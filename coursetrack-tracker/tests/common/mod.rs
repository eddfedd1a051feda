//! In-test fakes for the tracker's I/O seams

#![allow(dead_code)]

use std::collections::VecDeque;
use std::sync::atomic::{AtomicU32, AtomicUsize, Ordering};
use std::sync::{Arc, Mutex};
use std::time::Duration;

use async_trait::async_trait;
use chrono::{DateTime, Utc};
use coursetrack_client::ClientError;
use coursetrack_core::domain::health::RecoveryAction;
use coursetrack_core::domain::job::{Job, JobStatus};
use coursetrack_core::dto::job::ControlOutcome;
use coursetrack_tracker::TrackerConfig;
use coursetrack_tracker::TransportError;
use coursetrack_tracker::repository::{
    ChannelMessage, InMemoryMarkerStore, JobRepository, MarkerStore, RealtimeChannel,
    RealtimeClient,
};
use coursetrack_tracker::session::SessionDeps;
use tokio::sync::mpsc;
use uuid::Uuid;

pub fn config(owner_id: Uuid) -> TrackerConfig {
    TrackerConfig::new(owner_id, "http://localhost:8080".to_string())
}

pub fn job(owner_id: Uuid, status: JobStatus, progress: u8, updated_at: DateTime<Utc>) -> Job {
    let mut job = Job::new(Uuid::new_v4(), owner_id, updated_at - chrono::Duration::minutes(1));
    job.status = status;
    job.progress_percentage = progress;
    job.updated_at = updated_at;
    job
}

/// Pull/control API backed by a settable snapshot
#[derive(Default)]
pub struct FakeRepository {
    snapshot: Mutex<Vec<Job>>,
    failing_fetches: AtomicU32,
    fetches: AtomicU32,
    control_calls: Mutex<Vec<(Uuid, RecoveryAction)>>,
    clear_calls: Mutex<Vec<Uuid>>,
    control_delay: Mutex<Duration>,
}

impl FakeRepository {
    pub fn with_jobs(jobs: Vec<Job>) -> Arc<Self> {
        let repository = Self::default();
        *repository.snapshot.lock().unwrap() = jobs;
        Arc::new(repository)
    }

    pub fn set_jobs(&self, jobs: Vec<Job>) {
        *self.snapshot.lock().unwrap() = jobs;
    }

    /// Makes the next `count` fetches fail
    pub fn fail_next_fetches(&self, count: u32) {
        self.failing_fetches.store(count, Ordering::SeqCst);
    }

    pub fn set_control_delay(&self, delay: Duration) {
        *self.control_delay.lock().unwrap() = delay;
    }

    pub fn fetches(&self) -> u32 {
        self.fetches.load(Ordering::SeqCst)
    }

    pub fn control_calls(&self) -> Vec<(Uuid, RecoveryAction)> {
        self.control_calls.lock().unwrap().clone()
    }

    pub fn clear_calls(&self) -> Vec<Uuid> {
        self.clear_calls.lock().unwrap().clone()
    }
}

#[async_trait]
impl JobRepository for FakeRepository {
    async fn fetch_jobs(&self, owner_id: Uuid) -> Result<Vec<Job>, ClientError> {
        self.fetches.fetch_add(1, Ordering::SeqCst);

        let failing = self.failing_fetches.load(Ordering::SeqCst);
        if failing > 0 {
            self.failing_fetches.store(failing - 1, Ordering::SeqCst);
            return Err(ClientError::api_error(503, "service unavailable"));
        }

        Ok(self
            .snapshot
            .lock()
            .unwrap()
            .iter()
            .filter(|job| job.owner_id == owner_id && !job.is_cleared)
            .cloned()
            .collect())
    }

    async fn control(
        &self,
        job_id: Uuid,
        action: RecoveryAction,
    ) -> Result<ControlOutcome, ClientError> {
        self.control_calls.lock().unwrap().push((job_id, action));
        let delay = *self.control_delay.lock().unwrap();
        if !delay.is_zero() {
            tokio::time::sleep(delay).await;
        }
        Ok(ControlOutcome::ok())
    }

    async fn clear(&self, job_id: Uuid) -> Result<ControlOutcome, ClientError> {
        self.clear_calls.lock().unwrap().push(job_id);
        Ok(ControlOutcome::ok())
    }
}

/// What the next `open` call does
pub enum OpenScript {
    Refuse,
    /// Never resolves, like a host that drops every packet
    Hang,
    /// Opens a channel fed by the paired sender
    Live(mpsc::UnboundedReceiver<ChannelMessage>),
}

/// Creates a live channel script and the sender that drives it
pub fn live_channel() -> (mpsc::UnboundedSender<ChannelMessage>, OpenScript) {
    let (tx, rx) = mpsc::unbounded_channel();
    (tx, OpenScript::Live(rx))
}

#[derive(Default)]
struct ChannelStats {
    opens: AtomicU32,
    closes: AtomicU32,
    open_now: AtomicUsize,
    max_open: AtomicUsize,
}

/// Push transport that follows a script; refuses once the script runs out
#[derive(Default)]
pub struct FakeRealtime {
    script: Mutex<VecDeque<OpenScript>>,
    names: Mutex<Vec<String>>,
    stats: Arc<ChannelStats>,
}

impl FakeRealtime {
    pub fn scripted(script: Vec<OpenScript>) -> Arc<Self> {
        let realtime = Self::default();
        *realtime.script.lock().unwrap() = script.into();
        Arc::new(realtime)
    }

    pub fn push(&self, open: OpenScript) {
        self.script.lock().unwrap().push_back(open);
    }

    /// Every open attempt, refused or not
    pub fn opens(&self) -> u32 {
        self.stats.opens.load(Ordering::SeqCst)
    }

    pub fn closes(&self) -> u32 {
        self.stats.closes.load(Ordering::SeqCst)
    }

    pub fn open_channels(&self) -> usize {
        self.stats.open_now.load(Ordering::SeqCst)
    }

    pub fn max_open_channels(&self) -> usize {
        self.stats.max_open.load(Ordering::SeqCst)
    }

    pub fn channel_names(&self) -> Vec<String> {
        self.names.lock().unwrap().clone()
    }
}

#[async_trait]
impl RealtimeClient for FakeRealtime {
    async fn open(
        &self,
        name: &str,
        _owner_id: Uuid,
    ) -> Result<Box<dyn RealtimeChannel>, TransportError> {
        self.stats.opens.fetch_add(1, Ordering::SeqCst);
        self.names.lock().unwrap().push(name.to_string());

        let next = self.script.lock().unwrap().pop_front();
        match next {
            Some(OpenScript::Hang) => std::future::pending().await,
            Some(OpenScript::Live(rx)) => {
                let open_now = self.stats.open_now.fetch_add(1, Ordering::SeqCst) + 1;
                self.stats.max_open.fetch_max(open_now, Ordering::SeqCst);
                Ok(Box::new(FakeChannel {
                    name: name.to_string(),
                    rx,
                    closed: false,
                    stats: self.stats.clone(),
                }))
            }
            Some(OpenScript::Refuse) | None => {
                Err(TransportError::Connect("connection refused".to_string()))
            }
        }
    }
}

struct FakeChannel {
    name: String,
    rx: mpsc::UnboundedReceiver<ChannelMessage>,
    closed: bool,
    stats: Arc<ChannelStats>,
}

#[async_trait]
impl RealtimeChannel for FakeChannel {
    fn name(&self) -> &str {
        &self.name
    }

    async fn recv(&mut self) -> Option<ChannelMessage> {
        if self.closed {
            return None;
        }
        self.rx.recv().await
    }

    async fn close(&mut self) {
        if !self.closed {
            self.closed = true;
            self.stats.closes.fetch_add(1, Ordering::SeqCst);
            self.stats.open_now.fetch_sub(1, Ordering::SeqCst);
        }
    }
}

pub fn deps(
    repository: Arc<FakeRepository>,
    realtime: Option<Arc<FakeRealtime>>,
) -> SessionDeps {
    deps_with_markers(repository, realtime, Arc::new(InMemoryMarkerStore::new()))
}

pub fn deps_with_markers(
    repository: Arc<FakeRepository>,
    realtime: Option<Arc<FakeRealtime>>,
    markers: Arc<dyn MarkerStore>,
) -> SessionDeps {
    SessionDeps {
        repository,
        realtime: realtime.map(|realtime| realtime as Arc<dyn RealtimeClient>),
        markers,
    }
}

• Task prompt: Copy down the complete data exactly as supplied.

• Exercise answer:
filename coursetrack-tracker/tests/common/mod.rs
repository eddfedd1a051feda
//! In-test fakes for the tracker's I/O seams

#![allow(dead_code)]

use std::collections::VecDeque;
use std::sync::atomic::{AtomicU32, AtomicUsize, Ordering};
use std::sync::{Arc, Mutex};
use std::time::Duration;

use async_trait::async_trait;
use chrono::{DateTime, Utc};
use coursetrack_client::ClientError;
use coursetrack_core::domain::health::RecoveryAction;
use coursetrack_core::domain::job::{Job, JobStatus};
use coursetrack_core::dto::job::ControlOutcome;
use coursetrack_tracker::TrackerConfig;
use coursetrack_tracker::TransportError;
use coursetrack_tracker::repository::{
    ChannelMessage, InMemoryMarkerStore, JobRepository, MarkerStore, RealtimeChannel,
    RealtimeClient,
};
use coursetrack_tracker::session::SessionDeps;
use tokio::sync::mpsc;
use uuid::Uuid;

pub fn config(owner_id: Uuid) -> TrackerConfig {
    TrackerConfig::new(owner_id, "http://localhost:8080".to_string())
}

pub fn job(owner_id: Uuid, status: JobStatus, progress: u8, updated_at: DateTime<Utc>) -> Job {
    let mut job = Job::new(Uuid::new_v4(), owner_id, updated_at - chrono::Duration::minutes(1));
    job.status = status;
    job.progress_percentage = progress;
    job.updated_at = updated_at;
    job
}

/// Pull/control API backed by a settable snapshot
#[derive(Default)]
pub struct FakeRepository {
    snapshot: Mutex<Vec<Job>>,
    failing_fetches: AtomicU32,
    fetches: AtomicU32,
    control_calls: Mutex<Vec<(Uuid, RecoveryAction)>>,
    clear_calls: Mutex<Vec<Uuid>>,
    control_delay: Mutex<Duration>,
}

impl FakeRepository {
    pub fn with_jobs(jobs: Vec<Job>) -> Arc<Self> {
        let repository = Self::default();
        *repository.snapshot.lock().unwrap() = jobs;
        Arc::new(repository)
    }

    pub fn set_jobs(&self, jobs: Vec<Job>) {
        *self.snapshot.lock().unwrap() = jobs;
    }

    /// Makes the next `count` fetches fail
    pub fn fail_next_fetches(&self, count: u32) {
        self.failing_fetches.store(count, Ordering::SeqCst);
    }

    pub fn set_control_delay(&self, delay: Duration) {
        *self.control_delay.lock().unwrap() = delay;
    }

    pub fn fetches(&self) -> u32 {
        self.fetches.load(Ordering::SeqCst)
    }

    pub fn control_calls(&self) -> Vec<(Uuid, RecoveryAction)> {
        self.control_calls.lock().unwrap().clone()
    }

    pub fn clear_calls(&self) -> Vec<Uuid> {
        self.clear_calls.lock().unwrap().clone()
    }
}

#[async_trait]
impl JobRepository for FakeRepository {
    async fn fetch_jobs(&self, owner_id: Uuid) -> Result<Vec<Job>, ClientError> {
        self.fetches.fetch_add(1, Ordering::SeqCst);

        let failing = self.failing_fetches.load(Ordering::SeqCst);
        if failing > 0 {
            self.failing_fetches.store(failing - 1, Ordering::SeqCst);
            return Err(ClientError::api_error(503, "service unavailable"));
        }

        Ok(self
            .snapshot
            .lock()
            .unwrap()
            .iter()
            .filter(|job| job.owner_id == owner_id && !job.is_cleared)
            .cloned()
            .collect())
    }

    async fn control(
        &self,
        job_id: Uuid,
        action: RecoveryAction,
    ) -> Result<ControlOutcome, ClientError> {
        self.control_calls.lock().unwrap().push((job_id, action));
        let delay = *self.control_delay.lock().unwrap();
        if !delay.is_zero() {
            tokio::time::sleep(delay).await;
        }
        Ok(ControlOutcome::ok())
    }

    async fn clear(&self, job_id: Uuid) -> Result<ControlOutcome, ClientError> {
        self.clear_calls.lock().unwrap().push(job_id);
        Ok(ControlOutcome::ok())
    }
}

/// What the next `open` call does
pub enum OpenScript {
    Refuse,
    /// Never resolves, like a host that drops every packet
    Hang,
    /// Opens a channel fed by the paired sender
    Live(mpsc::UnboundedReceiver<ChannelMessage>),
}

/// Creates a live channel script and the sender that drives it
pub fn live_channel() -> (mpsc::UnboundedSender<ChannelMessage>, OpenScript) {
    let (tx, rx) = mpsc::unbounded_channel();
    (tx, OpenScript::Live(rx))
}

#[derive(Default)]
struct ChannelStats {
    opens: AtomicU32,
    closes: AtomicU32,
    open_now: AtomicUsize,
    max_open: AtomicUsize,
}

/// Push transport that follows a script; refuses once the script runs out
#[derive(Default)]
pub struct FakeRealtime {
    script: Mutex<VecDeque<OpenScript>>,
    names: Mutex<Vec<String>>,
    stats: Arc<ChannelStats>,
}

impl FakeRealtime {
    pub fn scripted(script: Vec<OpenScript>) -> Arc<Self> {
        let realtime = Self::default();
        *realtime.script.lock().unwrap() = script.into();
        Arc::new(realtime)
    }

    pub fn push(&self, open: OpenScript) {
        self.script.lock().unwrap().push_back(open);
    }

    /// Every open attempt, refused or not
    pub fn opens(&self) -> u32 {
        self.stats.opens.load(Ordering::SeqCst)
    }

    pub fn closes(&self) -> u32 {
        self.stats.closes.load(Ordering::SeqCst)
    }

    pub fn open_channels(&self) -> usize {
        self.stats.open_now.load(Ordering::SeqCst)
    }

    pub fn max_open_channels(&self) -> usize {
        self.stats.max_open.load(Ordering::SeqCst)
    }

    pub fn channel_names(&self) -> Vec<String> {
        self.names.lock().unwrap().clone()
    }
}

#[async_trait]
impl RealtimeClient for FakeRealtime {
    async fn open(
        &self,
        name: &str,
        _owner_id: Uuid,
    ) -> Result<Box<dyn RealtimeChannel>, TransportError> {
        self.stats.opens.fetch_add(1, Ordering::SeqCst);
        self.names.lock().unwrap().push(name.to_string());

        let next = self.script.lock().unwrap().pop_front();
        match next {
            Some(OpenScript::Hang) => std::future::pending().await,
            Some(OpenScript::Live(rx)) => {
                let open_now = self.stats.open_now.fetch_add(1, Ordering::SeqCst) + 1;
                self.stats.max_open.fetch_max(open_now, Ordering::SeqCst);
                Ok(Box::new(FakeChannel {
                    name: name.to_string(),
                    rx,
                    closed: false,
                    stats: self.stats.clone(),
                }))
            }
            Some(OpenScript::Refuse) | None => {
                Err(TransportError::Connect("connection refused".to_string()))
            }
        }
    }
}

struct FakeChannel {
    name: String,
    rx: mpsc::UnboundedReceiver<ChannelMessage>,
    closed: bool,
    stats: Arc<ChannelStats>,
}

#[async_trait]
impl RealtimeChannel for FakeChannel {
    fn name(&self) -> &str {
        &self.name
    }

    async fn recv(&mut self) -> Option<ChannelMessage> {
        if self.closed {
            return None;
        }
        self.rx.recv().await
    }

    async fn close(&mut self) {
        if !self.closed {
            self.closed = true;
            self.stats.closes.fetch_add(1, Ordering::SeqCst);
            self.stats.open_now.fetch_sub(1, Ordering::SeqCst);
        }
    }
}

pub fn deps(
    repository: Arc<FakeRepository>,
    realtime: Option<Arc<FakeRealtime>>,
) -> SessionDeps {
    deps_with_markers(repository, realtime, Arc::new(InMemoryMarkerStore::new()))
}

pub fn deps_with_markers(
    repository: Arc<FakeRepository>,
    realtime: Option<Arc<FakeRealtime>>,
    markers: Arc<dyn MarkerStore>,
) -> SessionDeps {
    SessionDeps {
        repository,
        realtime: realtime.map(|realtime| realtime as Arc<dyn RealtimeClient>),
        markers,
    }
}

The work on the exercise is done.